Exact times appear conflicting. The NY Times article publishing the commencement of service is dated in November of 1906. Another article announces the announcement the Clyde Line acquired the route in August of 1910, but not the (five!!!!!!!No other ship name is known) Ships. Anoyingly, Gildersleeve's records appear to be a very lagging list of expenses incured some years after construction. It also seems the Satilla was the first deep water vessel to grace Houston's new harbor, as many Texas histories show. Other sources appear to indicate Brunswick Steamship was acquired by Clyde Line. Then perhaps Clyde Mallow Line by way of Atlantic Gulf Steamship. This was eventually bought by A.H.Bull and the Bull Line. But the fate of the ships remains unclear.

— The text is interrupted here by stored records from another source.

//! Client session with transparent token refresh.

use super::issuer::Issuer;
use super::transport::{ApiRequest, ApiResponse, Transport};
use super::{ClientError, IssuerError};
use crate::models::TokenPair;

use std::fmt;
use std::sync::{Arc, Mutex, MutexGuard, PoisonError};
use std::time::Duration;

/// How long a token refresh may take before the session is abandoned.
pub const DEFAULT_REFRESH_TIMEOUT: Duration = Duration::from_secs(10);

/// Access and refresh tokens held by one client.
#[derive(Clone, PartialEq, Eq)]
pub struct CredentialPair {
    pub access_token: String,
    pub refresh_token: String,
}

impl fmt::Debug for CredentialPair {
    fn fmt(&self, f: &mut fmt::Formatter<'_>) -> fmt::Result {
        f.debug_struct("CredentialPair").finish_non_exhaustive()
    }
}

impl From<TokenPair> for CredentialPair {
    fn from(pair: TokenPair) -> Self {
        Self {
            access_token: pair.access,
            refresh_token: pair.refresh,
        }
    }
}

/// Authentication state of a [ResilientClient].
#[derive(Clone, Debug, PartialEq, Eq)]
pub enum Session {
    Anonymous,
    Authenticated(CredentialPair),
    /// A refresh is in flight; the previous pair has been handed to the issuer
    Refreshing,
}

#[derive(Debug)]
struct State {
    session: Session,
    /// Incremented on every change of credentials
    generation: u64,
}

impl State {
    fn set(&mut self, session: Session) {
        self.session = session;
        self.generation += 1;
    }
}

/// Moves the session to [Session::Anonymous] unless disarmed, so that a refresh that fails, times
/// out or is cancelled never leaves the session [Session::Refreshing].
struct RefreshGuard<'a> {
    state: &'a Mutex<State>,
    armed: bool,
}

impl Drop for RefreshGuard<'_> {
    fn drop(&mut self) {
        if self.armed {
            let mut state = self.state.lock().unwrap_or_else(PoisonError::into_inner);
            if state.session == Session::Refreshing {
                tracing::warn!("Token refresh abandoned, session is now anonymous");
                state.set(Session::Anonymous);
            }
        }
    }
}

/// A client that holds a credential pair and recovers from access token expiry.
///
/// [ResilientClient::execute] sends a request with the current access token. If the server
/// answers 401 Unauthorized the token pair is refreshed and the same request is sent once more;
/// the result of that second attempt is final. Concurrent callers hitting 401 share a single
/// refresh.
pub struct ResilientClient {
    transport: Arc<dyn Transport>,
    issuer: Arc<dyn Issuer>,
    refresh_timeout: Duration,
    /// Never held across an await
    state: Mutex<State>,
    /// Held for the duration of any change of credentials by login or refresh
    refresh_gate: tokio::sync::Mutex<()>,
}

impl fmt::Debug for ResilientClient {
    fn fmt(&self, f: &mut fmt::Formatter<'_>) -> fmt::Result {
        f.debug_struct("ResilientClient")
            .field("session", &self.session())
            .field("refresh_timeout", &self.refresh_timeout)
            .finish_non_exhaustive()
    }
}

impl ResilientClient {
    /// Create an anonymous client.
    pub fn new(transport: Arc<dyn Transport>, issuer: Arc<dyn Issuer>) -> Self {
        Self {
            transport,
            issuer,
            refresh_timeout: DEFAULT_REFRESH_TIMEOUT,
            state: Mutex::new(State {
                session: Session::Anonymous,
                generation: 0,
            }),
            refresh_gate: tokio::sync::Mutex::new(()),
        }
    }

    /// Bound the time a refresh may take.
    pub fn with_refresh_timeout(mut self, refresh_timeout: Duration) -> Self {
        self.refresh_timeout = refresh_timeout;
        self
    }

    fn state(&self) -> MutexGuard<'_, State> {
        self.state.lock().unwrap_or_else(PoisonError::into_inner)
    }

    /// Returns the current session state.
    pub fn session(&self) -> Session {
        self.state().session.clone()
    }

    /// Returns the credential pair, if authenticated.
    pub fn credentials(&self) -> Option<CredentialPair> {
        match &self.state().session {
            Session::Authenticated(pair) => Some(pair.clone()),
            Session::Anonymous | Session::Refreshing => None,
        }
    }

    /// Log in, replacing any current credentials.
    #[tracing::instrument(level = "DEBUG", skip(self, password))]
    pub async fn login(&self, username: &str, password: &str) -> Result<CredentialPair, ClientError> {
        let _gate = self.refresh_gate.lock().await;
        let pair = self
            .issuer
            .login(username, password)
            .await
            .map_err(ClientError::Authentication)?;
        self.state().set(Session::Authenticated(pair.clone()));
        tracing::info!("Logged in");
        Ok(pair)
    }

    /// Forget the credentials.
    pub fn logout(&self) {
        self.state().set(Session::Anonymous);
        tracing::info!("Logged out");
    }

    /// Exchange the refresh token for a new pair and return the new access token.
    ///
    /// On failure the credentials are discarded and the session becomes anonymous.
    pub async fn refresh(&self) -> Result<String, ClientError> {
        let _gate = self.refresh_gate.lock().await;
        self.refresh_holding_gate().await
    }

    /// Refresh with the gate held.
    async fn refresh_holding_gate(&self) -> Result<String, ClientError> {
        let refresh_token = {
            let mut state = self.state();
            let refresh_token = match &state.session {
                Session::Authenticated(pair) => pair.refresh_token.clone(),
                Session::Anonymous | Session::Refreshing => {
                    return Err(ClientError::NoRefreshToken)
                }
            };
            state.session = Session::Refreshing;
            refresh_token
        };
        let mut guard = RefreshGuard {
            state: &self.state,
            armed: true,
        };

        let result = tokio::time::timeout(self.refresh_timeout, self.issuer.refresh(&refresh_token))
            .await
            .unwrap_or(Err(IssuerError::Timeout));
        match result {
            Ok(pair) => {
                guard.armed = false;
                let mut state = self.state();
                if state.session != Session::Refreshing {
                    // Logged out while refreshing.
                    return Err(ClientError::NoRefreshToken);
                }
                let access_token = pair.access_token.clone();
                state.set(Session::Authenticated(pair));
                tracing::debug!("Refreshed token pair");
                Ok(access_token)
            }
            Err(error) => {
                tracing::warn!("Token refresh failed: {}", error);
                drop(guard);
                Err(ClientError::RefreshFailed(error))
            }
        }
    }

    /// Returns the access token to send, if any, and the generation it belongs to.
    ///
    /// Waits for an in-flight refresh to finish rather than sending a token being replaced.
    async fn current_token(&self) -> (Option<String>, u64) {
        loop {
            {
                let state = self.state();
                match &state.session {
                    Session::Authenticated(pair) => {
                        return (Some(pair.access_token.clone()), state.generation)
                    }
                    Session::Anonymous => return (None, state.generation),
                    Session::Refreshing => {}
                }
            }
            drop(self.refresh_gate.lock().await);
        }
    }

    /// Obtain a fresh access token after a request sent with generation `seen` was rejected.
    ///
    /// Only one caller refreshes; callers arriving after the credentials changed reuse the result.
    async fn renew(&self, seen: u64) -> Result<String, ClientError> {
        let _gate = self.refresh_gate.lock().await;
        {
            let state = self.state();
            if state.generation != seen {
                return match &state.session {
                    Session::Authenticated(pair) => Ok(pair.access_token.clone()),
                    Session::Anonymous | Session::Refreshing => Err(ClientError::SessionExpired),
                };
            }
        }
        self.refresh_holding_gate().await.map_err(|error| {
            tracing::info!("Session expired: {}", error);
            ClientError::SessionExpired
        })
    }

    /// Send a request, refreshing the credentials and retrying once if it is unauthorized.
    ///
    /// Returns the response if its status is successful. Error statuses are returned as
    /// [ClientError::Status]; a 401 on the retry is final. If the credentials cannot be refreshed
    /// the result is [ClientError::SessionExpired] and the session is anonymous.
    #[tracing::instrument(
        level = "DEBUG",
        skip(self, request),
        fields(method = %request.method, path = %request.target)
    )]
    pub async fn execute(&self, request: &ApiRequest) -> Result<ApiResponse, ClientError> {
        let (token, generation) = self.current_token().await;
        let response = self.transport.send(request, token.as_deref()).await?;
        if response.status != ApiResponse::UNAUTHORIZED {
            return check(response);
        }

        tracing::debug!("Request unauthorized, renewing access token");
        let token = self.renew(generation).await?;
        let response = self.transport.send(request, Some(&token)).await?;
        check(response)
    }
}

fn check(response: ApiResponse) -> Result<ApiResponse, ClientError> {
    if response.is_success() {
        Ok(response)
    } else {
        Err(ClientError::status(response.status, &response.body))
    }
}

Update: I have found a new record that five were built for Brunswick Steamship between 1905 and 1907. The fifth ship was the SS Altamaha. They were all on the register at the Fore Yard(Bethlem Steel Yard later). According to the list, the Satilla and another were sunk during WWI in 1917. Two were scrapped in the late 1920's, while the Altamaha was placed on a barge and abandoned in 1933. Records also show they were in the 2670 ton range and 313 feet long. I still would like any pictures if anyone knows of any.

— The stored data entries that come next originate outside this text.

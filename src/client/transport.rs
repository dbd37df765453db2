//! Request/response channel to the server.

use super::ClientError;

use async_trait::async_trait;
use bytes::Bytes;
use reqwest::{header, Method};
use serde::de::DeserializeOwned;
use url::Url;

/// Body of an [ApiRequest].
#[derive(Clone, Debug, PartialEq)]
pub enum RequestBody {
    Empty,
    Json(serde_json::Value),
    /// A CSV file sent as the `file` part of a multipart form
    Csv { file_name: String, bytes: Bytes },
}

/// A request to the API, independent of the credentials it is sent with.
///
/// A request may be sent more than once, so it is passed by reference and never consumed.
#[derive(Clone, Debug, PartialEq)]
pub struct ApiRequest {
    pub method: Method,
    /// Path and query relative to the server base URL, e.g. `/history?limit=5`
    pub target: String,
    pub body: RequestBody,
}

impl ApiRequest {
    pub fn get(target: impl Into<String>) -> Self {
        Self {
            method: Method::GET,
            target: target.into(),
            body: RequestBody::Empty,
        }
    }

    pub fn post(target: impl Into<String>, body: RequestBody) -> Self {
        Self {
            method: Method::POST,
            target: target.into(),
            body,
        }
    }
}

/// A response from the API.
#[derive(Clone, Debug, PartialEq)]
pub struct ApiResponse {
    pub status: u16,
    pub content_type: Option<String>,
    pub body: Bytes,
}

impl ApiResponse {
    /// Unauthorized: the access token is missing, invalid or expired.
    pub const UNAUTHORIZED: u16 = 401;

    pub fn is_success(&self) -> bool {
        (200..300).contains(&self.status)
    }

    /// Deserialise the body as JSON.
    pub fn json<T: DeserializeOwned>(&self) -> Result<T, ClientError> {
        Ok(serde_json::from_slice(&self.body)?)
    }
}

/// Sends [ApiRequest]s, optionally authenticated by a bearer token.
///
/// Any response received, whatever its status, is `Ok`; errors mean no response was received.
#[async_trait]
pub trait Transport: Send + Sync {
    async fn send(
        &self,
        request: &ApiRequest,
        access_token: Option<&str>,
    ) -> Result<ApiResponse, ClientError>;
}

/// [Transport] over HTTP(S) using reqwest.
#[derive(Clone, Debug)]
pub struct HttpTransport {
    base_url: Url,
    http: reqwest::Client,
}

impl HttpTransport {
    pub fn new(base_url: Url, http: reqwest::Client) -> Self {
        Self { base_url, http }
    }
}

fn transport_error(error: impl Into<crate::error::BoxError>) -> ClientError {
    ClientError::Transport(error.into())
}

#[async_trait]
impl Transport for HttpTransport {
    async fn send(
        &self,
        request: &ApiRequest,
        access_token: Option<&str>,
    ) -> Result<ApiResponse, ClientError> {
        let url = self
            .base_url
            .join(&request.target)
            .map_err(transport_error)?;
        let mut builder = self.http.request(request.method.clone(), url);
        if let Some(token) = access_token {
            builder = builder.bearer_auth(token);
        }
        builder = match &request.body {
            RequestBody::Empty => builder,
            RequestBody::Json(value) => builder.json(value),
            RequestBody::Csv { file_name, bytes } => {
                let part = reqwest::multipart::Part::bytes(bytes.to_vec())
                    .file_name(file_name.clone())
                    .mime_str("text/csv")
                    .map_err(transport_error)?;
                builder.multipart(reqwest::multipart::Form::new().part("file", part))
            }
        };
        let response = builder.send().await.map_err(transport_error)?;
        let status = response.status().as_u16();
        let content_type = response
            .headers()
            .get(header::CONTENT_TYPE)
            .and_then(|value| value.to_str().ok())
            .map(str::to_string);
        let body = response.bytes().await.map_err(transport_error)?;
        tracing::debug!(
            method = %request.method,
            path = %request.target,
            status,
            "Received response"
        );
        Ok(ApiResponse {
            status,
            content_type,
            body,
        })
    }
}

Basically I was looking for information about the ships themselves. Any picture or plans of them, or other Ferris Steamships circa 1906. Any help would be appreciated.


----------



## DAVIDJM (Sep 17, 2005)

After a little hunting in Marimar and the web I have discovered the Five ships owned by Brunswick S.S.Co Inc, Brunswick

All were built by Fore Rivers at Quincy

OGEECHEE	launched	5.11.06
Tons 2,667
Yard no 138
Renamed GYLDENPRIS 1917
9.1.1917. Sold to Willy Gilbert, Bergen. 
9.7.1917 Sold to A/S D/S Gyldenpris (John Waage) Bergen
Fate	29.7.1917 sunk by UB35	
Position 43.33N 08.06W

OCMULGEE	launched	29.1.07
Tons	2,667
Yard no	139
Fate	5.2.1929 Broken up Danzig 

SATILLA launched 21.8.1906
Tons	2,667
Yard no	137
Renamed	HANS KINCK 
30.12.1916 Sold to A/S D/S Hans Kinck (Olaf Orvig), Bergen
Fate	7.2.1917 sunk by UC 39
Position	52.05N 02.40E
On Passage Rotterdam to Newcastle in ballest

OSSABAW	launched 27.12.1906
Tons	2,667
Yard no	140
Fate	30.8.1933 Broken up Baltimore 

ALTAMAHA	launched 26.11.1907
Tons	2,667
Yard no	144
Fate	wrecked 12nm E Pensacola 27.6.23, cut down to barge & abandoned 1933


----------



## melliget (Dec 3, 2006)

Welcome, Danny.

You beat me to it with your update. Yes, there did seem to have been 5 of these ships. According to the Miramar Ship Index, all five were built by the Fore River Ship & Engine Company in Quincy, Massachusetts (later Bethlehem Steel Company). All were of 2,667 tons and the same dimensions.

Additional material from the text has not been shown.